5 thoughts on “Two approaches to tarot — and why it’s tricky reading for yourself”

  1. Sarah, my tarot reading husband and I created a radical and physically different way of reading tarot cards for yourself so that you get an objective and unbiased result. It’s not just another layout or philosophical way of reading. It’s truly a physically different way to get honest answers because as you know, we can read into the cards what we want to see.

    This method brings us into the 21st century of self-tarot reading and it’s called: TarotSeek™ Hopefully it will be published this week. Cheers!! 😀

  2. Thank you for some astute contributions, both!
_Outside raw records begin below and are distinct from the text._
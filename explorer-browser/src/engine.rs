//! The consumed side of the contract: what the browser needs from the
//! embedded browsing engine.
//!
//! A platform backend implements [`EnginePlatform`], [`ExplorerEngine`],
//! [`FolderView`] and [`ShellItem`] on top of the native engine. Calls go
//! through `&self`: the engine is re-entrant and may call back into the
//! [`BrowserEventAdapter`] before a call returns.

use std::path::PathBuf;
use std::rc::Rc;

use bitflags::bitflags;

use crate::adapter::BrowserEventAdapter;
use crate::error::NativeResult;
use crate::item::ShellAttributes;
use crate::settings::{FolderSettings, Options};

/// A native shell item.
pub trait ShellItem {
    /// Attributes of the item restricted to `mask`.
    fn attributes(&self, mask: ShellAttributes) -> NativeResult<ShellAttributes>;
    /// Absolute file system path. Fails for items that are not part of the
    /// file system.
    fn file_system_path(&self) -> NativeResult<PathBuf>;
    /// Parent-relative display name.
    fn display_name(&self) -> NativeResult<String>;
}

/// The folder view currently shown by the engine.
pub trait FolderView {
    /// Native item type.
    type Item: ShellItem;
    /// Native identifier of an item relative to the view's folder.
    type Child;

    /// The folder whose contents are displayed.
    fn folder(&self) -> NativeResult<Self::Item>;
    /// First selected item, `None` when nothing is selected.
    fn selected_item(&self) -> NativeResult<Option<Self::Item>>;
    /// All selected items.
    fn selection(&self) -> NativeResult<Vec<Self::Item>>;
    /// All items of the view, in view order.
    fn items(&self) -> NativeResult<Vec<Self::Item>>;
    /// Resolve a path or a display name relative to the view's folder.
    fn parse_child(&self, name: &str) -> NativeResult<Self::Child>;
    /// Change the selection state of `child`, or of every item when `None`.
    fn select_item(&self, child: Option<&Self::Child>, flags: SelectFlags) -> NativeResult<()>;
    /// Re-enumerate the folder.
    fn refresh(&self) -> NativeResult<()>;
    /// Show only items matching the search `text`; empty text cancels.
    fn filter_view(&self, text: &str) -> NativeResult<()>;
}

/// Keyboard focus and accelerator handling of the engine.
pub trait InputObject {
    /// Whether the engine holds the input focus.
    fn has_focus(&self) -> bool;
    /// Offer `message` to the engine; returns whether it was consumed.
    fn translate_accelerator(&self, message: &RawMessage) -> bool;
}

/// The embedded browsing engine.
pub trait ExplorerEngine: Sized + 'static {
    /// Native item type.
    type Item: ShellItem;
    /// Folder view type.
    type View: FolderView<Item = Self::Item>;
    /// Native absolute location.
    type Location;

    /// Resolve a path or parsing name to an absolute location.
    fn parse_location(&self, name: &str) -> NativeResult<Self::Location>;
    /// Current options.
    fn options(&self) -> NativeResult<Options>;
    /// Replace the options.
    fn set_options(&self, options: Options) -> NativeResult<()>;
    /// Replace the folder settings of the view.
    fn set_folder_settings(&self, settings: FolderSettings) -> NativeResult<()>;
    /// Text shown when the view has no items.
    fn set_empty_text(&self, text: &str) -> NativeResult<()>;
    /// Name under which view state is persisted.
    fn set_property_bag(&self, name: &str) -> NativeResult<()>;
    /// Register the per-item filter; `None` removes it.
    fn set_filter(&self, filter: Option<Rc<BrowserEventAdapter<Self>>>) -> NativeResult<()>;
    /// Create the engine's window inside `host`.
    fn initialize(&self, host: HostWindow, bounds: Rect, settings: FolderSettings)
    -> NativeResult<()>;
    /// Subscribe `sink` to navigation/view notifications.
    fn advise(&self, sink: Rc<BrowserEventAdapter<Self>>) -> NativeResult<AdviseCookie>;
    /// Drop the subscription made by [`advise`](Self::advise).
    fn unadvise(&self, cookie: AdviseCookie) -> NativeResult<()>;
    /// Navigate to `location`, or relative to the current folder when
    /// `location` is `None` and `flags` name a relative target.
    fn browse_to(&self, location: Option<&Self::Location>, flags: BrowseFlags)
    -> NativeResult<()>;
    /// The current folder view.
    fn current_view(&self) -> NativeResult<Self::View>;
    /// Remove all items from a results folder.
    fn remove_all(&self) -> NativeResult<()>;
    /// Position the engine's window inside the host.
    fn set_rect(&self, bounds: Rect) -> NativeResult<()>;
    /// Keyboard handling, when the engine supports it.
    fn input_object(&self) -> Option<&dyn InputObject>;
    /// Tear the engine down.
    fn destroy(&self) -> NativeResult<()>;
}

/// Attaches (or detaches, with `None`) the adapter as the engine's site.
///
/// This is an optional OS entry point; platforms that lack it return `None`
/// from [`EnginePlatform::resolve_site_setter`].
pub type SiteSetter<E> = fn(&E, Option<Rc<BrowserEventAdapter<E>>>) -> NativeResult<()>;

/// Factory for engines and resolver of optional platform entry points.
pub trait EnginePlatform {
    /// Engine type produced by this platform.
    type Engine: ExplorerEngine;

    /// Instantiate a fresh engine.
    fn instantiate(&self) -> NativeResult<Self::Engine>;
    /// Look up the site-setting entry point. Called once per browser.
    fn resolve_site_setter(&self) -> Option<SiteSetter<Self::Engine>>;
}

/// Opaque native handle of the host window.
#[derive(Clone, Copy, Debug, PartialEq, Eq, Hash)]
pub struct HostWindow(pub isize);

/// Rectangle in host client coordinates.
#[derive(Clone, Copy, Debug, Default, PartialEq, Eq, Hash)]
pub struct Rect {
    /// Left edge.
    pub left: i32,
    /// Top edge.
    pub top: i32,
    /// Right edge (exclusive).
    pub right: i32,
    /// Bottom edge (exclusive).
    pub bottom: i32,
}

impl Rect {
    /// A rectangle at the origin covering `extent`.
    pub fn from_extent(extent: Extent) -> Self {
        Self {
            left: 0,
            top: 0,
            right: extent.width,
            bottom: extent.height,
        }
    }
}

/// Size of the host's client area.
#[derive(Clone, Copy, Debug, Default, PartialEq, Eq, Hash)]
pub struct Extent {
    /// Width.
    pub width: i32,
    /// Height.
    pub height: i32,
}

impl Extent {
    /// `width` x `height`.
    pub fn new(width: i32, height: i32) -> Self {
        Self { width, height }
    }
}

/// A raw window message as received by the host's message loop.
#[derive(Clone, Copy, Debug, PartialEq, Eq, Hash)]
pub struct RawMessage {
    /// Message identifier.
    pub message: u32,
    /// First parameter.
    pub wparam: usize,
    /// Second parameter.
    pub lparam: isize,
}

impl RawMessage {
    /// First keyboard message identifier.
    pub const KEY_FIRST: u32 = 0x0100;
    /// Key pressed.
    pub const KEY_DOWN: u32 = 0x0100;
    /// Last keyboard message identifier.
    pub const KEY_LAST: u32 = 0x0109;

    /// A message without parameters.
    pub fn new(message: u32, wparam: usize, lparam: isize) -> Self {
        Self {
            message,
            wparam,
            lparam,
        }
    }

    /// Whether this is keyboard input.
    pub fn is_keyboard(&self) -> bool {
        (Self::KEY_FIRST..=Self::KEY_LAST).contains(&self.message)
    }
}

/// Relative navigation targets.
#[derive(Clone, Copy, Debug, PartialEq, Eq, Hash)]
pub enum BrowseTarget {
    /// The parent of the current folder.
    Parent,
    /// Back in the browsing history.
    HistoryBack,
    /// Forward in the browsing history.
    HistoryForward,
}

impl BrowseTarget {
    /// Navigation flag naming this target.
    pub fn flags(self) -> BrowseFlags {
        match self {
            BrowseTarget::Parent => BrowseFlags::PARENT,
            BrowseTarget::HistoryBack => BrowseFlags::NAVIGATE_BACK,
            BrowseTarget::HistoryForward => BrowseFlags::NAVIGATE_FORWARD,
        }
    }
}

bitflags! {
    /// Navigation request flags.
    #[repr(transparent)]
    #[derive(Debug, Clone, Copy, PartialEq, Eq, Hash, Default)]
    pub struct BrowseFlags: u32 {
        /// Go to the parent folder
        const PARENT = 0x0000_2000;
        /// Go back in history
        const NAVIGATE_BACK = 0x0000_4000;
        /// Go forward in history
        const NAVIGATE_FORWARD = 0x0000_8000;
        /// Keep the search text of the current view
        const KEEP_WORD_WHEEL_TEXT = 0x0004_0000;
    }
}

impl BrowseFlags {
    /// Flags naming a relative target.
    pub const RELATIVE: BrowseFlags = BrowseFlags::PARENT
        .union(BrowseFlags::NAVIGATE_BACK)
        .union(BrowseFlags::NAVIGATE_FORWARD);
}

bitflags! {
    /// Selection change flags.
    #[repr(transparent)]
    #[derive(Debug, Clone, Copy, PartialEq, Eq, Hash, Default)]
    pub struct SelectFlags: u32 {
        /// Select the item
        const SELECT = 0x0000_0001;
        /// Deselect every other item
        const DESELECT_OTHERS = 0x0000_0004;
        /// Do not move the input focus to the view
        const NO_TAKE_FOCUS = 0x8000_0000;
    }
}

/// Token identifying a notification subscription.
#[derive(Clone, Copy, Debug, PartialEq, Eq, Hash)]
pub struct AdviseCookie(pub u32);

#[cfg(test)]
mod tests {
    use super::*;

    #[test]
    fn keyboard_range() {
        assert!(RawMessage::new(RawMessage::KEY_DOWN, 0x41, 0).is_keyboard());
        assert!(RawMessage::new(RawMessage::KEY_LAST, 0, 0).is_keyboard());
        assert!(!RawMessage::new(0x0200, 0, 0).is_keyboard());
    }

    #[test]
    fn rect_from_extent() {
        let r = Rect::from_extent(Extent::new(640, 480));
        assert_eq!(
            r,
            Rect {
                left: 0,
                top: 0,
                right: 640,
                bottom: 480
            }
        );
    }

    #[test]
    fn relative_targets() {
        for target in [
            BrowseTarget::Parent,
            BrowseTarget::HistoryBack,
            BrowseTarget::HistoryForward,
        ] {
            assert!(BrowseFlags::RELATIVE.contains(target.flags()));
        }
    }
}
    It is worth reading Catherine’s book just for the descriptions of ascending/descending the vertical and Baggage Disclaim alone. Speaking personally, no-one else has managed to describe that feeling of being ‘in the zone’ so accurately. It was also a dubious pleasure to discover the notion of baggage disclaim too — and painful to admit I’ve been there unwittingly rather more times than I care to remember. 🙂

  3. Also, one of the great things about sharing or group reading is that The Story gets added to. It deepens, grows, expands, becomes clearer.

    This, I believe happened with last Sunday’s layout.

    Sometimes, we bring what “we get” to a reading. When it is shared, we have the wonderful potential to “get more.”

  4. Sarah wrote: “when we divine, we are bringing meaning down from above.” Yes. And, this whole article: Yes. Exactly!
    What a fabulous article.

    I’ve noticed, within myself, at times, with “divination” (in whatever form: dream-work, intuitive work, impressions from objects, etc. and not necessarily Tarot), that I may feel awkward or embarrassed or uncomfortable with what “comes through.” If it has the potential to concern another, especially someone I am not familiar with, I may feel it is their private territory and not understand the personal nature of what I am “getting.”

    (I find that, more often than not, I want everything to be positive-positive-positive.)

    So I have to turn off my inner censor and just let what appears come through. Not judge it. And not try to filter it.

    It takes a measure of faith and courage to do that. Also, a “letting go” of the information. (If it fits somewhere, it will find its fit. If it doesn’t, it can go back into nothingness. In other words, no attachment.)

    And I have often been amazed and awed at the results, not at all self-congratulatory, but like I am also an onlooker, standing outside and detached.

    When their is a need, I try deeply to let the need be the highest order and pull “myself” away and serve the need if I can.

  5. Oh! That is such a good article! And I know exactly what you mean – the one time I “read” for myself, I found it to be an extremely confront experience – as though a mirror to my soul was being held up and I afraid of what I might find there – the “excavation of the unconscious” as you put it (what a great line! You write so beautifully!).

    Based on that experience, and after reading your article, what comes to mind is the value of fear, and fear as a tool to remove “baggage”. It’s scary, for sure (terrifying! which is probably why it feels “safer” reading with someone else), but I discovered that asking the question “what is so scary here?” was the first step in overcoming that fear – and cleared the path to our essential self.

    Well, as usual, much food for thought.